Un furto consumato in pochi secondi, approfittando di una distrazione durante i controlli di sicurezza dell’aeroporto di Catania-Fontanarossa. Protagonista della vicenda un uomo di 73 anni che, dopo essersi impossessato di un orologio del valore di circa 15 mila euro appartenente a un altro passeggero, si è imbarcato su un volo diretto a Milano. L’uomo è stato successivamente individuato e denunciato per furto aggravato.
Il furto al varco di sicurezza
L’episodio è stato scoperto grazie alla denuncia presentata dalla vittima alla Polizia di Frontiera dello scalo etneo. Gli investigatori hanno immediatamente avviato gli accertamenti analizzando le immagini registrate dal sistema di videosorveglianza dell’aeroporto.
Dalle riprese sarebbe emerso che il 73enne, dopo aver superato i controlli di sicurezza, aveva recuperato gli oggetti personali riposti nella propria vaschetta per il passaggio allo scanner. Notando però un costoso orologio lasciato nel contenitore accanto, avrebbe approfittato del momento per impossessarsene.
Secondo quanto ricostruito dagli agenti, l’uomo avrebbe indossato rapidamente l’orologio e si sarebbe allontanato senza destare sospetti, dirigendosi verso il gate d’imbarco.
La fuga verso Milano
Dopo il furto, il passeggero si è imbarcato regolarmente su un volo diretto all’aeroporto di Milano Linate. Una volta accertata la dinamica dei fatti e identificato il presunto responsabile attraverso le immagini di videosorveglianza, la Polizia di Frontiera di Catania ha immediatamente contattato i colleghi dello scalo milanese.

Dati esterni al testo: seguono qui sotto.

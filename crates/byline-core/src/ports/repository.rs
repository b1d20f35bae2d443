use async_trait::async_trait;
use uuid::Uuid;

use crate::domain::{Post, PostWithAuthor, User};
use crate::error::RepoError;

/// Post repository. The search methods take the free-text term the listing
/// accepts; an absent or empty term matches every post. Matching is a
/// case-insensitive literal substring check against title, content, or any
/// tag element.
#[async_trait]
pub trait PostRepository: Send + Sync {
    /// Find a post by its unique ID.
    async fn find_by_id(&self, id: Uuid) -> Result<Option<Post>, RepoError>;

    /// Find a post joined with its author.
    async fn find_with_author(&self, id: Uuid) -> Result<Option<PostWithAuthor>, RepoError>;

    /// Count every post matching the term.
    async fn count_matching(&self, term: Option<&str>) -> Result<u64, RepoError>;

    /// Fetch one window of matching posts, newest first, joined with their
    /// authors.
    async fn find_window(
        &self,
        term: Option<&str>,
        offset: u64,
        limit: u64,
    ) -> Result<Vec<PostWithAuthor>, RepoError>;

    /// Every post by one author, newest first.
    async fn find_by_author(&self, author_id: Uuid) -> Result<Vec<PostWithAuthor>, RepoError>;

    /// Persist a new post.
    async fn insert(&self, post: Post) -> Result<Post, RepoError>;

    /// Overwrite an existing post.
    async fn update(&self, post: Post) -> Result<Post, RepoError>;

    /// Permanently remove a post.
    async fn delete(&self, id: Uuid) -> Result<(), RepoError>;
}

/// User repository - the user directory behind author joins and auth.
#[async_trait]
pub trait UserRepository: Send + Sync {
    /// Find a user by their unique ID.
    async fn find_by_id(&self, id: Uuid) -> Result<Option<User>, RepoError>;

    /// Find a user by their email address.
    async fn find_by_email(&self, email: &str) -> Result<Option<User>, RepoError>;

    /// Find a user by their display name.
    async fn find_by_username(&self, username: &str) -> Result<Option<User>, RepoError>;

    /// Persist a new user.
    async fn insert(&self, user: User) -> Result<User, RepoError>;
}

Agli agenti di Linate sono state inviate le immagini dell’uomo e tutte le informazioni necessarie per il riconoscimento.
Bloccato all’arrivo e orologio recuperato
All’atterraggio del volo, i poliziotti di Milano hanno intercettato il 73enne all’interno dell’aeroporto, procedendo al controllo e al recupero dell’orologio sottratto.

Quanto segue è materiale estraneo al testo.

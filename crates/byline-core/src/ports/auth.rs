//! Authentication ports.

use uuid::Uuid;

/// Claims carried by an access token.
#[derive(Debug, Clone)]
pub struct TokenClaims {
    pub user_id: Uuid,
    pub email: String,
    pub exp: i64,
}

/// Token service trait - issues and validates access tokens.
pub trait TokenService: Send + Sync {
    /// Generate an access token for a user.
    fn generate_token(&self, user_id: Uuid, email: &str) -> Result<String, AuthError>;

    /// Validate and decode a token.
    fn validate_token(&self, token: &str) -> Result<TokenClaims, AuthError>;

    /// Lifetime of newly issued tokens, in seconds.
    fn expiration_seconds(&self) -> i64;
}

/// Password hashing service.
pub trait PasswordService: Send + Sync {
    /// Hash a plain text password.
    fn hash(&self, password: &str) -> Result<String, AuthError>;

    /// Verify a password against a hash.
    fn verify(&self, password: &str, hash: &str) -> Result<bool, AuthError>;
}

/// Authentication errors.
#[derive(Debug, thiserror::Error)]
pub enum AuthError {
    #[error("Token expired")]
    TokenExpired,

    #[error("Invalid token: {0}")]
    InvalidToken(String),

    #[error("Missing authorization header")]
    MissingAuth,

    #[error("Hashing error: {0}")]
    HashingError(String),
}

L’uomo è stato denunciato per furto aggravato, mentre il prezioso segnatempo è stato restituito al legittimo proprietario.
Decisive le immagini di videosorveglianza
L’intervento coordinato tra la Polizia di Frontiera di Catania e quella di Milano ha consentito di risolvere rapidamente il caso e recuperare il bene sottratto. Fondamentale, ai fini delle indagini, si è rivelata l’analisi delle immagini registrate dalle telecamere presenti nell’area dei controlli di sicurezza, che hanno permesso di ricostruire con precisione ogni fase del furto.